Information and communication processes always presuppose a creator/sender and a recipient/receiver. Information that is not perceived is not information. Communication via the internet is based on automated data processing, which is why the GDPR applies.
However, when applying the GDPR, an exchanged piece of information is always also a personal data of both the sender and the recipient. Data protection is therefore "communication regulation on the internet" (Masing).
Communication is also a prerequisite of social life. It is protected by freedom of opinion [Tile CO.09], freedom of information [Tile CO.10] and freedom of the media [Tile CO.11]. However, data protection threatens to give precedence to data protection/personal privacy over freedom of expression:
► The ECJ holds (at least in cases of delisting of search engine results) that the rights to private life and the right to data protection "override, as a general rule, that interest of internet user" [Judgment of 13 May 2014 - C-131/12 -, para. 81].

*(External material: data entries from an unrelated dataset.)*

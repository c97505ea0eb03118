//! Interpolation benchmarks: 100 taps, up 10/20, 1/4 threads

use criterion::{BenchmarkId, Criterion, black_box, criterion_group, criterion_main};
use rand::rngs::StdRng;
use rand::{Rng, SeedableRng};
use rustfft::num_complex::Complex64;
use upfirlerp::UpfirLerp;

const T_SEC: f64 = 0.01;
const NUM_TAPS: usize = 100;

fn benchmark_interpolate(c: &mut Criterion, input_len: usize) {
    let mut rng = StdRng::seed_from_u64(1);
    let input: Vec<Complex64> = (0..input_len)
        .map(|_| Complex64::new(rng.r#gen::<f64>(), rng.r#gen::<f64>()))
        .collect();
    let taps: Vec<f64> = (0..NUM_TAPS).map(|_| rng.r#gen::<f64>()).collect();
    let t: Vec<f64> = (0..input_len * 2).map(|i| i as f64 * T_SEC / 100.0).collect();

    let mut group = c.benchmark_group(format!("interpolate_in{}_out{}", input_len, t.len()));
    group.sample_size(10);
    for (up, threads) in [(10, 1), (20, 1), (10, 4), (20, 4)] {
        let mut ufl = UpfirLerp::<f64>::new();
        ufl.set_up_taps(&taps)
            .unwrap()
            .set_up_rate(up)
            .unwrap()
            .set_threads(threads)
            .unwrap();

        group.bench_with_input(
            BenchmarkId::new(format!("up{}", up), format!("{}threads", threads)),
            &ufl,
            |b, ufl| b.iter(|| black_box(ufl.interpolate(&input, T_SEC, &t).unwrap())),
        );
    }
    group.finish();
}

fn benchmark_small(c: &mut Criterion) {
    benchmark_interpolate(c, 10_000);
}

fn benchmark_large(c: &mut Criterion) {
    benchmark_interpolate(c, 100_000);
}

criterion_group!(benches, benchmark_small, benchmark_large);
criterion_main!(benches);
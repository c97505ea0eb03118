//! Error types for the up-sample / filter / interpolate engine.

use thiserror::Error;

use crate::types::DType;

#[derive(Debug, Error)]
pub enum UflError {
    /// Missing or out-of-range configuration value.
    #[error("invalid configuration: {0}")]
    InvalidConfig(String),

    /// Element type does not match the engine precision.
    #[error("type mismatch: expected {expected}, got {actual}")]
    TypeMismatch { expected: DType, actual: DType },

    /// Output buffer length disagrees with the query length.
    #[error("length mismatch: expected {expected}, got {actual}")]
    LengthMismatch { expected: usize, actual: usize },

    #[error("failed to build worker pool: {0}")]
    ThreadPool(#[from] rayon::ThreadPoolBuildError),

    #[error("i/o error: {0}")]
    Io(#[from] std::io::Error),

    #[error("bad job file: {0}")]
    Config(#[from] serde_json::Error),
}

pub type UflResult<T> = Result<T, UflError>;
//! Zero-stuffing and causal FIR evaluation.
//!
//! The filter sees the symbol stream upsampled by `up`, i.e. with `up - 1`
//! zeros after every symbol. Only one stuffed position in `up` is non-zero, so
//! each output sample is evaluated from the symbols directly and the stuffed
//! sequence is never materialised by the engine.

use rustfft::num_complex::Complex;
use rayon::prelude::*;

use crate::types::Sample;

fn zero<T: Sample>() -> Complex<T> {
    Complex::new(T::zero(), T::zero())
}

/// Inserts `up - 1` zeros after every symbol.
pub fn zero_stuff<T: Sample>(symbols: &[Complex<T>], up: usize) -> Vec<Complex<T>> {
    assert!(up >= 1);
    let mut stuffed = vec![zero::<T>(); symbols.len() * up];
    for (k, &s) in symbols.iter().enumerate() {
        stuffed[k * up] = s;
    }
    stuffed
}

/// Output `n` of the causal FIR applied to the zero-stuffed symbols, with zero
/// initial state. Terms are summed in increasing tap order.
pub fn filtered_sample<T: Sample>(
    symbols: &[Complex<T>],
    taps: &[T],
    up: usize,
    n: usize,
) -> Complex<T> {
    let mut acc = zero::<T>();
    let mut j = n % up;

    while j < taps.len() && j <= n {
        let k = (n - j) / up;
        if k < symbols.len() {
            acc = acc + symbols[k] * taps[j];
        }
        j += up;
    }
    acc
}

/// Full filter output, `up * symbols.len()` samples.
pub fn fir_filter<T: Sample>(symbols: &[Complex<T>], taps: &[T], up: usize) -> Vec<Complex<T>> {
    (0..symbols.len() * up)
        .map(|n| filtered_sample(symbols, taps, up, n))
        .collect()
}

/// Same as [`fir_filter`], spread over the current rayon pool. Every index is
/// computed independently so the result does not depend on the split.
pub fn fir_filter_par<T: Sample>(
    symbols: &[Complex<T>],
    taps: &[T],
    up: usize,
) -> Vec<Complex<T>> {
    (0..symbols.len() * up)
        .into_par_iter()
        .map(|n| filtered_sample(symbols, taps, up, n))
        .collect()
}

#[cfg(test)]
mod tests {
    use super::*;
    use rustfft::num_complex::Complex64;

    // Plain convolution of the stuffed sequence, truncated to its length.
    fn lfilter(taps: &[f64], x: &[Complex64]) -> Vec<Complex64> {
        (0..x.len())
            .map(|n| {
                let mut acc = Complex64::new(0.0, 0.0);
                for (j, &h) in taps.iter().enumerate() {
                    if j <= n {
                        acc += x[n - j] * h;
                    }
                }
                acc
            })
            .collect()
    }

    #[test]
    fn test_zero_stuff() {
        let x = [Complex64::new(1.0, 2.0), Complex64::new(-3.0, 0.5)];
        let y = zero_stuff(&x, 3);
        assert_eq!(y.len(), 6);
        assert_eq!(y[0], x[0]);
        assert_eq!(y[3], x[1]);
        for i in [1, 2, 4, 5] {
            assert_eq!(y[i], Complex64::new(0.0, 0.0));
        }
        assert_eq!(zero_stuff(&x, 1), x.to_vec());
    }

    #[test]
    fn test_impulse_response_is_taps() {
        let taps = [0.1, 1.0, 0.1, -0.2, 0.3];
        let x = [Complex64::new(1.0, 0.0), Complex64::new(0.0, 0.0)];
        let y = fir_filter(&x, &taps, 4);
        assert_eq!(y.len(), 8);
        for (n, v) in y.iter().enumerate() {
            let expected = if n < taps.len() { taps[n] } else { 0.0 };
            assert_eq!(v.re, expected);
            assert_eq!(v.im, 0.0);
        }
    }

    #[test]
    fn test_matches_direct_convolution() {
        let taps: Vec<f64> = (0..11).map(|i| ((i as f64) * 0.37).sin()).collect();
        let x: Vec<Complex64> = (0..9)
            .map(|i| Complex64::new((i as f64 * 0.7).cos(), (i as f64 * 1.3).sin()))
            .collect();

        for up in 1..6 {
            let expected = lfilter(&taps, &zero_stuff(&x, up));
            let got = fir_filter(&x, &taps, up);
            assert_eq!(got.len(), expected.len());
            for (a, b) in got.iter().zip(expected.iter()) {
                assert!((a - b).norm() < 1e-12, "up={} got={} expected={}", up, a, b);
            }
        }
    }

    #[test]
    fn test_parallel_matches_serial() {
        let taps = [0.25f32, 0.5, 0.25];
        let x: Vec<Complex<f32>> = (0..64)
            .map(|i| Complex::new(i as f32, -(i as f32) * 0.5))
            .collect();
        assert_eq!(fir_filter(&x, &taps, 3), fir_filter_par(&x, &taps, 3));
    }
}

► The GDPR does not recognise the category of "generally accessible data", the processing of which was still permissible under facilitated conditions under the old German data protection law.
► Every internet publication is in itself also a transfer to a third country. However, it is impossible to comply with Art. 44 et seq. GDPR [Tile O.05].
► The household excemption (processing personal data “by a natural person in the course of a purely personal or household activity”) is too narrowly defined, since according to the case law of the ECJ, publication on the internet cannot constitute a purely personal/family activity. [Tile CO.32]
► The numerous information and communicaton obligations [Tile O.07] and the numerous documentation and proof obligations [Tile O.09] of the GDPR - if applied as prescribed - would have a stifling effect on the use of communication freedoms. In fact, it is difficult if not impossible to comply with these obligations in a communication process.
► It is true that the national legislature may reconcile the fundamental rights concerned (Art. 85 I) and provide for exceptions in favour of the freedoms of communication (Art. 85 II). However, at least the German federal and state legislatures have made insufficient use of this possibility. By and large, only the traditional press is privileged. Data processing by bloggers, citizen journalists, amateur photographers, public relations and other natural persons takes place in the legal grey area.